RWANDA—Rwanda has updated its treatment guidelines for malaria as the disease has become resistant to some commonly used medicines. 

For the past six years, the World Health Organization (WHO) has recognized that malaria parasites have started to resist Artemisinin-based combination therapies (ACTs), which WHO recommends as the first—and second-line treatment for uncomplicated malaria.

Now, scientists say millions of lives are at risk unless urgent and radical action is taken to stop drug-resistant malaria from spreading in Africa. 

The 28 malaria scientists from 10 countries made the call to action in the journal Science, as numbers showed that resistance levels have soared in some areas from fewer than 1 percent to more than 20 percent of cases in three years.

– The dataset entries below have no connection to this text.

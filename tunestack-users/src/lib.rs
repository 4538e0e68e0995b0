//! # TuneStack User Service
//!
//! Owns user accounts: registration, login, listing, lookup and deletion,
//! stored in the service's own SQLite database.
//!
//! ## Modules
//!
//! - `app`: Application state and router builder
//! - `config`: Configuration defaults (port 8001, `users.db`)
//! - `db`: Embedded migrations and database bootstrap
//! - `docs`: OpenAPI document and Swagger UI
//! - `models`: Database models
//! - `routes`: API route handlers

pub mod app;
pub mod config;
pub mod db;
pub mod docs;
pub mod models;
pub mod routes;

Parasites that could resist artemisinin have reportedly spread within various African countries. It is estimated that resistant parasites in Ethiopia, Eritrea, Rwanda, Uganda, and Tanzania cause more than 10 percent of malaria cases.

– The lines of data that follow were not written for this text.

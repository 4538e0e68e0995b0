/// API route handlers
///
/// - `songs`: Song catalog CRUD
/// - `artists`: Artist records
/// - `albums`: Album records
///
/// `/` and `/health` come from `tunestack_shared::http::health`.

pub mod albums;
pub mod artists;
pub mod songs;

Speaking to The New Times, Dr Aimable Mbituyumuremyi, Malaria Program Manager at Rwanda Biomedical Centre (RBC), noted that they know about artemisinin resistance and have taken steps to react to it.

“We have updated our treatment guidelines and are developing the anti-malaria drug resistance strategic plan to address this issue,” he said.

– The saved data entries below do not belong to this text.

/// User model and database operations
///
/// # Schema
///
/// ```sql
/// CREATE TABLE users (
///     id            INTEGER PRIMARY KEY AUTOINCREMENT,
///     username      TEXT NOT NULL UNIQUE,
///     email         TEXT NOT NULL UNIQUE COLLATE NOCASE,
///     password_hash TEXT NOT NULL,
///     created_at    TEXT NOT NULL,
///     updated_at    TEXT NOT NULL,
///     last_login_at TEXT
/// );
/// ```
///
/// # Example
///
/// ```no_run
/// use tunestack_users::models::user::{User, CreateUser};
/// use sqlx::SqlitePool;
///
/// # async fn example(pool: SqlitePool) -> Result<(), sqlx::Error> {
/// let user = User::create(&pool, CreateUser {
///     username: "rockstar".to_string(),
///     email: "rock@music.com".to_string(),
///     password_hash: "$argon2id$...".to_string(),
/// }).await?;
///
/// let found = User::find_by_username(&pool, "rockstar").await?;
/// assert_eq!(found.map(|u| u.id), Some(user.id));
/// # Ok(())
/// # }
/// ```

use chrono::{DateTime, Utc};
use serde::{Deserialize, Serialize};
use sqlx::SqlitePool;

const USER_COLUMNS: &str =
    "id, username, email, password_hash, created_at, updated_at, last_login_at";

/// User model representing a registered account
///
/// Passwords are stored as Argon2id hashes and never serialized.
#[derive(Debug, Clone, Serialize, Deserialize, sqlx::FromRow)]
pub struct User {
    /// Unique user ID, assigned by SQLite
    pub id: i64,

    /// Login name, unique across all users
    pub username: String,

    /// Email address, unique case-insensitively
    pub email: String,

    /// Argon2id PHC string
    #[serde(skip_serializing)]
    pub password_hash: String,

    /// When the account was created
    pub created_at: DateTime<Utc>,

    /// When the account was last updated
    pub updated_at: DateTime<Utc>,

    /// When the user last logged in (None if never)
    pub last_login_at: Option<DateTime<Utc>>,
}

/// Input for creating a new user
#[derive(Debug, Clone, Serialize, Deserialize)]
pub struct CreateUser {
    /// Login name
    pub username: String,

    /// Email address
    pub email: String,

    /// Argon2id password hash (NOT the plaintext password)
    pub password_hash: String,
}

impl User {
    /// Inserts a new user
    ///
    /// # Errors
    ///
    /// Fails with a unique-constraint database error if the username or email
    /// is already taken.
    pub async fn create(pool: &SqlitePool, data: CreateUser) -> Result<Self, sqlx::Error> {
        let now = Utc::now();

        let user = sqlx::query_as::<_, User>(&format!(
            "INSERT INTO users (username, email, password_hash, created_at, updated_at)
             VALUES (?, ?, ?, ?, ?)
             RETURNING {USER_COLUMNS}"
        ))
        .bind(data.username)
        .bind(data.email)
        .bind(data.password_hash)
        .bind(now)
        .bind(now)
        .fetch_one(pool)
        .await?;

        Ok(user)
    }

    /// Finds a user by ID
    pub async fn find_by_id(pool: &SqlitePool, id: i64) -> Result<Option<Self>, sqlx::Error> {
        sqlx::query_as::<_, User>(&format!("SELECT {USER_COLUMNS} FROM users WHERE id = ?"))
            .bind(id)
            .fetch_optional(pool)
            .await
    }

    /// Finds a user by exact username
    pub async fn find_by_username(
        pool: &SqlitePool,
        username: &str,
    ) -> Result<Option<Self>, sqlx::Error> {
        sqlx::query_as::<_, User>(&format!(
            "SELECT {USER_COLUMNS} FROM users WHERE username = ?"
        ))
        .bind(username)
        .fetch_optional(pool)
        .await
    }

    /// Whether any user already holds this username or email
    pub async fn username_or_email_taken(
        pool: &SqlitePool,
        username: &str,
        email: &str,
    ) -> Result<bool, sqlx::Error> {
        let (count,): (i64,) =
            sqlx::query_as("SELECT COUNT(*) FROM users WHERE username = ? OR email = ?")
                .bind(username)
                .bind(email)
                .fetch_one(pool)
                .await?;

        Ok(count > 0)
    }

    /// Deletes a user by ID
    ///
    /// Returns true if a row was deleted, false if the user didn't exist.
    pub async fn delete(pool: &SqlitePool, id: i64) -> Result<bool, sqlx::Error> {
        let result = sqlx::query("DELETE FROM users WHERE id = ?")
            .bind(id)
            .execute(pool)
            .await?;

        Ok(result.rows_affected() > 0)
    }

    /// Stamps the last login time
    pub async fn update_last_login(pool: &SqlitePool, id: i64) -> Result<bool, sqlx::Error> {
        let result = sqlx::query("UPDATE users SET last_login_at = ? WHERE id = ?")
            .bind(Utc::now())
            .bind(id)
            .execute(pool)
            .await?;

        Ok(result.rows_affected() > 0)
    }

    /// Lists users in registration order
    ///
    /// A negative `limit` returns every row.
    pub async fn list(pool: &SqlitePool, limit: i64, offset: i64) -> Result<Vec<Self>, sqlx::Error> {
        sqlx::query_as::<_, User>(&format!(
            "SELECT {USER_COLUMNS} FROM users ORDER BY id LIMIT ? OFFSET ?"
        ))
        .bind(limit)
        .bind(offset)
        .fetch_all(pool)
        .await
    }

    /// Counts registered users
    pub async fn count(pool: &SqlitePool) -> Result<i64, sqlx::Error> {
        let (count,): (i64,) = sqlx::query_as("SELECT COUNT(*) FROM users")
            .fetch_one(pool)
            .await?;

        Ok(count)
    }
}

In its 2024 integrated malaria control guidelines, RBC noted that to fight against malaria resistance emerging in Rwanda, it will pilot a Multiple first-line treatment (MFT) strategy, which aims to deploy multiple therapies for malaria.

 As part of it, Rwanda aims to use three ACTs accepted in the country (Artemether Lumefantrine (AL), Dihydroartemisinic- piperaquine (DHAP), and Artesunate -pyronaridine (ASPY), allowing clinicians to select treatment according to established criteria.

The WHO recommends MFT in areas where there is a high risk of drug resistance, including countries like Rwanda.

 The strategy reads, in part, “The findings of the pilot study will inform the adoption and implementation strategies of multiple first-line treatment of uncomplicated malaria in Rwanda.”

According to the malaria program mid-term plan published by the health ministry in 2023, Rwanda has made steady progress toward the epidemiological impact targets.